Let’s combine these into an animated GIF using the magick package.
library(magick)
map1 <- image_read("../figs/2016-09-26-Song-Lyrics-Across/minimap-1.png")
map2 <- image_read("../figs/2016-09-26-Song-Lyrics-Across/minimap-2.png")
(animate_map <- image_animate(c(map1, map2), fps = 0.8))
## format width height colorspace filesize
## 1 gif 1440 1080 sRGB 0
## 2 gif 1440 1080 sRGB 0
image_write(animate_map, "../figs/2016-09-26-Song-Lyrics-Across/animate_map.gif")
Cartogram Map
Another way we might visualize this kind of information could be a cartogram, where the geometry of a map is distorted to show some variable. You can see some comparisons of tile grid maps (square and hexagonal) and a cartogram at this
NPR post from last year. There is an R package from Sebastian Jeworutzki that will
create a cartogram from a SpatialPolygonDataFrame
, so let’s give it a go.
library(ggplot2)
library(ggthemes)
library(ggalt)
library(scales)
library(rgeos)
library(maptools)
library(albersusa)
library(cartogram)
pop_df <- pop_df %>%
mutate(rate_all = rate)
pop_df$rate_all[is.na(pop_df$rate_all)] <- 0.05
usa <- usa_composite()
usa <- spTransform(usa, CRS("+proj=laea +lat_0=45 +lon_0=-100 +x_0=0 +y_0=0 +a=6370997 +b=6370997 +units=m +no_defs"))
usa@data <- usa@data %>%
mutate(name2 = tolower(name)) %>%
left_join(pop_df, by = c("name2" = "state_name"))
distorted <- cartogram(usa, "rate_all", 5)
The cartogram
function could not accept some of the states having NA
or zero for their rate value, which makes sense. When I tried using a very small number for the states which have zero mentions in this data set, the algorithm could not converge in a reasonable amount of time. I ended up using a small-ish but not-too-close to zero number for those states in order to have the distorting algorithm converge. Anyway, that code above has done the distorting; now let’s map this.
us_map <- fortify(distorted, region="name")
ggplot() +
geom_map(data = us_map, map = us_map,
aes(x = long, y = lat, map_id = id),
color = "#2b2b2b", size = 0.05, fill = NA) +
geom_map(data = usa@data, map = us_map,
aes(fill = rate, map_id = name),
color = NA) +
scale_fill_distiller(palette = "BuPu", direction = 1, guide=FALSE, na.value = "grey95") +
theme_map(base_family = "RobotoCondensed-Regular") +
theme(plot.title=element_text(family="Roboto-Bold")) +
labs(title="What States Are Mentioned Most in Song Lyrics?",
subtitle="States represented with larger than actual areas are mentioned more often relative to their population",
caption="Billboard's Year-End Hot 100 from 1958-2015")
I’m actually not so sure about this one. It’s cool that it is possible but I think I prefer the tile map for actually communicating the information.

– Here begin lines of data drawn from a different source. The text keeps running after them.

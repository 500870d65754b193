//! Network Error Types
//!
//! This module provides structured errors using `exn` for automatic location
//! tracking and error tree construction.

use derive_more::{Display, Error};

/// A playlist fetch error with automatic location tracking.
pub type Error = exn::Exn<ErrorKind>;
/// Result type alias for playlist fetch operations.
pub type Result<T> = std::result::Result<T, Error>;

/// Actionable error categories.
///
/// These describe what the caller should *do*, not what went wrong internally.
#[derive(Debug, Display, Error, Clone, PartialEq, Eq)]
pub enum ErrorKind {
    /// The configured endpoint is not an absolute http(s) URL.
    #[display("invalid playlist endpoint: {_0}")]
    InvalidEndpoint(#[error(not(source))] String),
    /// Connection failure, timeout, or the body could not be read.
    #[display("network error")]
    Network,
    /// The server answered with a non-success status code.
    #[display("playlist request failed with HTTP status {_0}")]
    Status(#[error(not(source))] u16),
    /// The response body is not a playlist.
    #[display("malformed playlist response")]
    Decode,
}

impl ErrorKind {
    /// Returns `true` if retrying might succeed.
    pub fn is_retryable(&self) -> bool {
        match self {
            Self::Network => true,
            Self::Status(status) => *status >= 500 || *status == 408 || *status == 429,
            Self::InvalidEndpoint(_) | Self::Decode => false,
        }
    }

    /// Returns `true` if the response arrived but could not be understood.
    pub fn is_decode(&self) -> bool {
        matches!(self, Self::Decode)
    }
}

Both kinds of maps show how important states like Mississippi, Georgia, Alabama, Tennessee, and Kentucky are in song lyrics. And remember that this is nominally pop music, not country music per se! Hawaii and Montana also have strong showings, relative to their populations.
The End
The rates per million population presented in the map are more uncertain for states that were mentioned in, say, 2 songs (like Montana) than for states that were mentioned many more times (like Georgia), even if those numbers relative to population were about the same. Georgia was mentioned about 10 times more often than Montana, meaning the sample size used to calculate Georgia’s rate is about 10 times bigger than the sample size used to calculate Montana’s rate. Thanks to our old friend, the Central Limit Theorem, this means the uncertainty associated with Montana’s rate measurement is about $$\sqrt{10}$$ times bigger. For a more rigorous analysis, it might be worth calculating those differences in uncertainty and reporting them.
I would like to extend this analysis to city names next, but I feel like I barely eked out anything useful or meaningful here, given the song counts I ended up with. I would love to work with a different data set of song lyrics that included more lyrics and/or more genres of music; I’ve thought about doing something with the Million Song Dataset from musiXmatch, or maybe I need to do some scraping myself. The R Markdown file used to make this blog post is available here. I am very happy to hear feedback or questions!